The gospel comes in power, ultimately, because God is omnipotent. He is all-powerful and has saved us with a powerful gospel. It has the power to transform desires, to change hearts, to bring new life. It has the power to replace old, wicked desires with new, godly affections.
For we know, brothers loved by God, that he has chosen you, because our gospel came to you not only in word, but also in power and in the Holy Spirit and with full conviction. You know what kind of men we proved to be among you for your sake (1 Thessalonians 1:4-5 ESV).
I don’t know about you, but I make the mistake of not reading 1 Thessalonians enough. In doing so, I have deprived myself of theological richness. I just so happened to read the first chapter the other day and was struck by the above two verses, the bold part in particular.
The gospel comes. And it not only comes in word, and not only in power via the Holy Spirit, but with full conviction. Word, power, full conviction. That is weighty language. And it’s important language.
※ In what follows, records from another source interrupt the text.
use liveroom_db::models::WhiteboardZoomState;
use liveroom_services::live_room::CommandKind;

use crate::fixtures::test_room::{LEARNER_A, TEACHER, TestRoom};

const ADMIN: &str = "school-admin-1";

#[tokio::test]
async fn spotlight_is_set_and_cleared() {
    let room = TestRoom::spawn();

    room.teacher(CommandKind::Spotlight {
        user_id: Some(LEARNER_A.into()),
    })
    .await
    .unwrap();
    assert_eq!(room.room_state().unwrap().spotlighted_user.as_deref(), Some(LEARNER_A));

    room.teacher(CommandKind::Spotlight { user_id: None }).await.unwrap();
    assert!(room.room_state().unwrap().spotlighted_user.is_none());
}

#[tokio::test]
async fn whiteboard_zoom_is_stored_verbatim() {
    let room = TestRoom::spawn();
    let zoom = WhiteboardZoomState {
        pdf_scale_ratio: 150.0,
        center_x: 0.25,
        center_y: -0.5,
        pdf_width: 800.0,
        pdf_height: 600.0,
    };

    room.teacher(CommandKind::WhiteboardZoomState(zoom.clone()))
        .await
        .unwrap();

    assert_eq!(room.room_state().unwrap().whiteboard_zoom_state, zoom);
}

#[tokio::test]
async fn session_time_moves_forward() {
    let room = TestRoom::spawn();

    room.teacher(CommandKind::UpsertSessionTime).await.unwrap();
    let first = room.room_state().unwrap().session_time.unwrap();

    tokio::time::sleep(std::time::Duration::from_millis(5)).await;
    room.teacher(CommandKind::UpsertSessionTime).await.unwrap();
    let second = room.room_state().unwrap().session_time.unwrap();

    assert!(second > first);
}

#[tokio::test]
async fn only_the_creator_stops_a_recording() {
    let room = TestRoom::spawn();

    room.teacher(CommandKind::RequestRecording).await.unwrap();
    let state = room.room_state().unwrap();
    assert!(state.is_recording());
    assert_eq!(state.recording.unwrap().creator.as_deref(), Some(TEACHER));

    let err = room.run(ADMIN, CommandKind::RequestRecording).await.unwrap_err();
    assert!(err.is_state_violation());

    let err = room.run(ADMIN, CommandKind::StopRecording).await.unwrap_err();
    assert!(err.is_permission_denied());
    assert!(room.room_state().unwrap().is_recording());

    room.teacher(CommandKind::StopRecording).await.unwrap();
    assert!(!room.room_state().unwrap().is_recording());

    let err = room.teacher(CommandKind::StopRecording).await.unwrap_err();
    assert!(err.is_state_violation());
}

#[tokio::test]
async fn clear_recording_ignores_the_creator() {
    let room = TestRoom::spawn();
    room.teacher(CommandKind::RequestRecording).await.unwrap();

    room.run(ADMIN, CommandKind::ClearRecording).await.unwrap();

    assert!(room.room_state().unwrap().recording.is_none());
}
use std::sync::Arc;

use liveroom_db::models::VirtualLesson;
use tracing::warn;

use super::collaborators::UserRoleLookup;
use super::command::StateModifyCommand;
use super::error::{LiveRoomError, LiveRoomResult, StoreContext};

/// Decides whether a commander may issue a command in one lesson.
///
/// Raising/lowering one's own hand and answering a poll are self-service
/// for the lesson's learners. Everything else is reserved to the lesson's
/// teachers; identities that are neither a teacher of the lesson nor a
/// student account (admins, system users) are let through.
pub struct CommandPermissionChecker {
    lesson: VirtualLesson,
    users: Arc<dyn UserRoleLookup>,
}

impl CommandPermissionChecker {
    pub fn new(lesson: VirtualLesson, users: Arc<dyn UserRoleLookup>) -> Self {
        Self { lesson, users }
    }

    pub fn lesson(&self) -> &VirtualLesson {
        &self.lesson
    }

    pub async fn check(&self, command: &StateModifyCommand) -> LiveRoomResult<()> {
        let commander = command.commander_id.as_str();

        if let Some(target) = command.kind.self_service_target() {
            if self.lesson.is_learner(commander) {
                if commander != target {
                    warn!(
                        lesson_id = %command.lesson_id,
                        commander_id = commander,
                        target_user = target,
                        command = command.name(),
                        "Learner acted on another user"
                    );
                    return Err(LiveRoomError::permission_denied(format!(
                        "user {commander} can't {} for user {target}",
                        command.name()
                    )));
                }
                return Ok(());
            }
        }

        self.check_teacher(command).await
    }

    async fn check_teacher(&self, command: &StateModifyCommand) -> LiveRoomResult<()> {
        let commander = command.commander_id.as_str();
        if self.lesson.is_teacher(commander) {
            return Ok(());
        }

        let is_student = self
            .users
            .is_student(commander)
            .await
            .store_context("UserRoleLookup.is_student", &command.lesson_id)?;
        if is_student {
            warn!(
                lesson_id = %command.lesson_id,
                commander_id = commander,
                command = command.name(),
                "Student issued a teacher-only command"
            );
            return Err(LiveRoomError::permission_denied(format!(
                "user {commander} is not a teacher of lesson {}",
                command.lesson_id
            )));
        }

        Ok(())
    }
}
use bson::DateTime;
use liveroom_db::models::{CompositeRecordingState, WhiteboardZoomState};
use tracing::{debug, info};

use super::load_room_state;
use crate::live_room::command::StateModifyCommand;
use crate::live_room::error::{LiveRoomError, LiveRoomResult, StoreContext};
use crate::store::StoreTx;

pub(crate) async fn spotlight(
    tx: &mut dyn StoreTx,
    command: &StateModifyCommand,
    user_id: Option<&str>,
) -> LiveRoomResult<()> {
    let lesson_id = command.lesson_id.as_str();
    tx.set_spotlight(lesson_id, user_id)
        .await
        .store_context("LessonRoomState.set_spotlight", lesson_id)?;
    debug!(lesson_id, spotlighted_user = ?user_id, "Spotlight updated");
    Ok(())
}

pub(crate) async fn whiteboard_zoom_state(
    tx: &mut dyn StoreTx,
    command: &StateModifyCommand,
    zoom: &WhiteboardZoomState,
) -> LiveRoomResult<()> {
    let lesson_id = command.lesson_id.as_str();
    tx.upsert_whiteboard_zoom_state(lesson_id, zoom)
        .await
        .store_context("LessonRoomState.upsert_whiteboard_zoom_state", lesson_id)
}

pub(crate) async fn upsert_session_time(
    tx: &mut dyn StoreTx,
    command: &StateModifyCommand,
) -> LiveRoomResult<()> {
    let lesson_id = command.lesson_id.as_str();
    tx.upsert_session_time(lesson_id, DateTime::now())
        .await
        .store_context("LessonRoomState.upsert_session_time", lesson_id)
}

pub(crate) async fn request_recording(
    tx: &mut dyn StoreTx,
    command: &StateModifyCommand,
) -> LiveRoomResult<()> {
    let lesson_id = command.lesson_id.as_str();
    let current = load_room_state(tx, lesson_id).await?.and_then(|s| s.recording);

    if let Some(recording) = current.as_ref().filter(|r| r.is_recording) {
        if recording.creator.as_deref() != Some(command.commander_id.as_str()) {
            return Err(LiveRoomError::state(format!(
                "lesson {lesson_id} is already being recorded by {}",
                recording.creator.as_deref().unwrap_or("another user")
            )));
        }
        return Ok(());
    }

    let recording = CompositeRecordingState {
        is_recording: true,
        creator: Some(command.commander_id.clone()),
        started_at: Some(DateTime::now()),
    };
    tx.upsert_recording_state(lesson_id, Some(&recording))
        .await
        .store_context("LessonRoomState.upsert_recording_state", lesson_id)?;

    info!(lesson_id, creator = %command.commander_id, "Recording started");
    Ok(())
}

/// Only whoever started the recording may stop it.
pub(crate) async fn stop_recording(
    tx: &mut dyn StoreTx,
    command: &StateModifyCommand,
) -> LiveRoomResult<()> {
    let lesson_id = command.lesson_id.as_str();
    let current = load_room_state(tx, lesson_id).await?.and_then(|s| s.recording);

    let Some(recording) = current.filter(|r| r.is_recording) else {
        return Err(LiveRoomError::state(format!(
            "lesson {lesson_id} is not being recorded"
        )));
    };
    if recording.creator.as_deref() != Some(command.commander_id.as_str()) {
        return Err(LiveRoomError::permission_denied(format!(
            "user {} did not start the recording",
            command.commander_id
        )));
    }

    tx.upsert_recording_state(lesson_id, None)
        .await
        .store_context("LessonRoomState.upsert_recording_state", lesson_id)?;

    info!(lesson_id, creator = %command.commander_id, "Recording stopped");
    Ok(())
}

pub(crate) async fn clear_recording(
    tx: &mut dyn StoreTx,
    command: &StateModifyCommand,
) -> LiveRoomResult<()> {
    let lesson_id = command.lesson_id.as_str();
    tx.upsert_recording_state(lesson_id, None)
        .await
        .store_context("LessonRoomState.upsert_recording_state", lesson_id)
}
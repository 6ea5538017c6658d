use liveroom_config::Settings;
use liveroom_db::indexes::ensure_indexes;
use mongodb::Database;

/// A throwaway MongoDB database with indexes in place.
///
/// Requires a running MongoDB replica set (transactions need one).
/// Set LIVEROOM__DATABASE__URL to override the connection string.
pub struct TestDb {
    pub db: Database,
    pub settings: Settings,
}

impl TestDb {
    pub async fn spawn() -> anyhow::Result<Self> {
        let mut settings = Settings::load()?;
        if let Ok(url) = std::env::var("LIVEROOM__DATABASE__URL") {
            settings.database.url = url;
        }
        settings.database.name = format!("liveroom_test_{}", uuid::Uuid::new_v4().simple());

        let db = liveroom_db::connect(&settings).await?;
        ensure_indexes(&db).await?;
        Ok(Self { db, settings })
    }

    pub async fn teardown(self) -> anyhow::Result<()> {
        self.db.drop().await?;
        Ok(())
    }
}
use bson::{DateTime, oid::ObjectId};
use serde::{Deserialize, Serialize};

#[derive(Debug, Clone, Serialize, Deserialize, PartialEq)]
pub struct LiveLessonConversation {
    #[serde(rename = "_id", skip_serializing_if = "Option::is_none")]
    pub id: Option<ObjectId>,
    pub lesson_id: String,
    pub conversation_id: String,
    pub conversation_type: ConversationType,
    /// Sorted and deduplicated.
    pub participant_ids: Vec<String>,
    pub created_at: DateTime,
    pub updated_at: DateTime,
}

#[derive(Debug, Clone, Copy, Serialize, Deserialize, PartialEq, Eq, Hash)]
#[serde(rename_all = "snake_case")]
pub enum ConversationType {
    Public,
    Private,
}

impl ConversationType {
    pub fn as_str(&self) -> &'static str {
        match self {
            ConversationType::Public => "public",
            ConversationType::Private => "private",
        }
    }
}

impl LiveLessonConversation {
    pub const COLLECTION: &'static str = "live_lesson_conversations";

    /// Sorts and deduplicates a participant list so the same set always maps
    /// to the same record.
    pub fn normalize_participants<I, S>(participants: I) -> Vec<String>
    where
        I: IntoIterator<Item = S>,
        S: Into<String>,
    {
        let mut ids: Vec<String> = participants.into_iter().map(Into::into).collect();
        ids.sort();
        ids.dedup();
        ids
    }
}
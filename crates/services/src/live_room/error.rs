use thiserror::Error;

use crate::dao::base::DaoError;

#[derive(Debug, Error)]
pub enum LiveRoomError {
    /// Commander is not allowed to issue the command.
    #[error("permission denied: {0}")]
    PermissionDenied(String),

    /// Room state does not allow the command right now.
    #[error("{0}")]
    StateViolation(String),

    /// Command payload rejected before any write.
    #[error("{0}")]
    Validation(String),

    #[error("lesson {0} not found")]
    LessonNotFound(String),

    #[error("{op} ({}): {source}", scope(.lesson_id, .user_id))]
    Store {
        op: &'static str,
        lesson_id: String,
        /// Member the failed write was about, when it concerned one.
        user_id: Option<String>,
        #[source]
        source: DaoError,
    },

    #[error("{op}: {source}")]
    Provider {
        op: &'static str,
        #[source]
        source: anyhow::Error,
    },

    /// Summary of every per-participant failure of a fan-out.
    #[error("{failed} of {total} conversations failed: {details}")]
    Aggregate {
        failed: usize,
        total: usize,
        details: String,
    },
}

pub type LiveRoomResult<T> = Result<T, LiveRoomError>;

fn scope(lesson_id: &str, user_id: &Option<String>) -> String {
    match user_id {
        Some(user_id) => format!("lesson {lesson_id}, user {user_id}"),
        None => format!("lesson {lesson_id}"),
    }
}

impl LiveRoomError {
    pub fn permission_denied(msg: impl Into<String>) -> Self {
        Self::PermissionDenied(msg.into())
    }

    pub fn state(msg: impl Into<String>) -> Self {
        Self::StateViolation(msg.into())
    }

    pub fn validation(msg: impl Into<String>) -> Self {
        Self::Validation(msg.into())
    }

    pub fn is_permission_denied(&self) -> bool {
        matches!(self, Self::PermissionDenied(_))
    }

    pub fn is_state_violation(&self) -> bool {
        matches!(self, Self::StateViolation(_))
    }

    pub fn is_validation(&self) -> bool {
        matches!(self, Self::Validation(_))
    }
}

/// Attaches the failing store operation, the lesson and optionally the
/// member to a [`DaoError`].
pub(crate) trait StoreContext<T> {
    fn store_context(self, op: &'static str, lesson_id: &str) -> LiveRoomResult<T>;

    fn store_context_user(self, op: &'static str, lesson_id: &str, user_id: &str) -> LiveRoomResult<T>;
}

impl<T> StoreContext<T> for Result<T, DaoError> {
    fn store_context(self, op: &'static str, lesson_id: &str) -> LiveRoomResult<T> {
        self.map_err(|source| LiveRoomError::Store {
            op,
            lesson_id: lesson_id.to_string(),
            user_id: None,
            source,
        })
    }

    fn store_context_user(self, op: &'static str, lesson_id: &str, user_id: &str) -> LiveRoomResult<T> {
        self.map_err(|source| LiveRoomError::Store {
            op,
            lesson_id: lesson_id.to_string(),
            user_id: Some(user_id.to_string()),
            source,
        })
    }
}
use bson::{DateTime, oid::ObjectId};
use serde::{Deserialize, Serialize};

/// Everything that is currently happening in a lesson's live room.
#[derive(Debug, Clone, Serialize, Deserialize, PartialEq)]
pub struct LessonRoomState {
    #[serde(rename = "_id", skip_serializing_if = "Option::is_none")]
    pub id: Option<ObjectId>,
    pub lesson_id: String,
    pub current_polling: Option<CurrentPolling>,
    pub current_material: Option<CurrentMaterial>,
    #[serde(default)]
    pub whiteboard_zoom_state: WhiteboardZoomState,
    pub spotlighted_user: Option<String>,
    pub recording: Option<CompositeRecordingState>,
    pub session_time: Option<DateTime>,
    pub created_at: DateTime,
    pub updated_at: DateTime,
}

impl LessonRoomState {
    pub const COLLECTION: &'static str = "lesson_room_states";

    pub fn new(lesson_id: impl Into<String>) -> Self {
        let now = DateTime::now();
        Self {
            id: None,
            lesson_id: lesson_id.into(),
            current_polling: None,
            current_material: None,
            whiteboard_zoom_state: WhiteboardZoomState::default(),
            spotlighted_user: None,
            recording: None,
            session_time: None,
            created_at: now,
            updated_at: now,
        }
    }

    pub fn is_recording(&self) -> bool {
        self.recording.as_ref().is_some_and(|r| r.is_recording)
    }
}

#[derive(Debug, Clone, Serialize, Deserialize, PartialEq)]
pub struct CurrentPolling {
    pub options: Vec<PollingOption>,
    #[serde(default)]
    pub question: String,
    pub status: PollingStatus,
    pub created_at: DateTime,
    pub stopped_at: Option<DateTime>,
    #[serde(default)]
    pub is_shared: bool,
}

#[derive(Debug, Clone, Serialize, Deserialize, PartialEq, Eq)]
pub struct PollingOption {
    pub answer: String,
    #[serde(default)]
    pub is_correct: bool,
}

impl PollingOption {
    pub fn new(answer: impl Into<String>, is_correct: bool) -> Self {
        Self {
            answer: answer.into(),
            is_correct,
        }
    }
}

#[derive(Debug, Clone, Copy, Serialize, Deserialize, PartialEq, Eq)]
#[serde(rename_all = "snake_case")]
pub enum PollingStatus {
    Started,
    Stopped,
    Ended,
}

#[derive(Debug, Clone, Serialize, Deserialize, PartialEq)]
pub struct CurrentMaterial {
    pub media_id: String,
    pub video_state: Option<MediaPlayerState>,
    pub audio_state: Option<MediaPlayerState>,
    pub updated_at: DateTime,
}

#[derive(Debug, Clone, Serialize, Deserialize, PartialEq)]
pub struct MediaPlayerState {
    #[serde(default)]
    pub current_time_ms: i64,
    pub player_state: PlayerState,
}

#[derive(Debug, Clone, Copy, Serialize, Deserialize, PartialEq, Eq)]
#[serde(rename_all = "snake_case")]
pub enum PlayerState {
    Playing,
    Paused,
    Ended,
}

#[derive(Debug, Clone, Serialize, Deserialize, PartialEq)]
pub struct WhiteboardZoomState {
    pub pdf_scale_ratio: f64,
    pub center_x: f64,
    pub center_y: f64,
    pub pdf_width: f64,
    pub pdf_height: f64,
}

impl Default for WhiteboardZoomState {
    fn default() -> Self {
        Self {
            pdf_scale_ratio: 100.0,
            center_x: 0.0,
            center_y: 0.0,
            pdf_width: 0.0,
            pdf_height: 0.0,
        }
    }
}

#[derive(Debug, Clone, Serialize, Deserialize, PartialEq)]
pub struct CompositeRecordingState {
    pub is_recording: bool,
    pub creator: Option<String>,
    pub started_at: Option<DateTime>,
}
//! One handler per command kind. Handlers only ever see an open
//! transaction; the dispatcher decides where it comes from.

pub(crate) mod material;
pub(crate) mod member;
pub(crate) mod polling;
pub(crate) mod reset;
pub(crate) mod room;

use liveroom_db::models::LessonRoomState;

use super::error::{LiveRoomResult, StoreContext};
use crate::store::StoreTx;

pub(crate) async fn load_room_state(
    tx: &mut dyn StoreTx,
    lesson_id: &str,
) -> LiveRoomResult<Option<LessonRoomState>> {
    tx.get_room_state(lesson_id)
        .await
        .store_context("LessonRoomState.get", lesson_id)
}

pub use reset::reset_all_states_sequence;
In this post, I want to talk briefly about each of these terms and what they mean together.
Preach the gospel, some say. Use words if necessary. This popular statement, though well-intentioned, is drastically off base. There is no biblical support for it, since we all know the gospel must be heard before it can be believed (Romans 10:14). Should our lives give evidence to the transformative power of the gospel? By all means! But no person—past, present, or future—will believe in the gospel simply by looking at a Christian’s life. They must hear the gospel to believe. To be sure, they may see your life and wonder, “What’s different about him?” but they still must hear the gospel.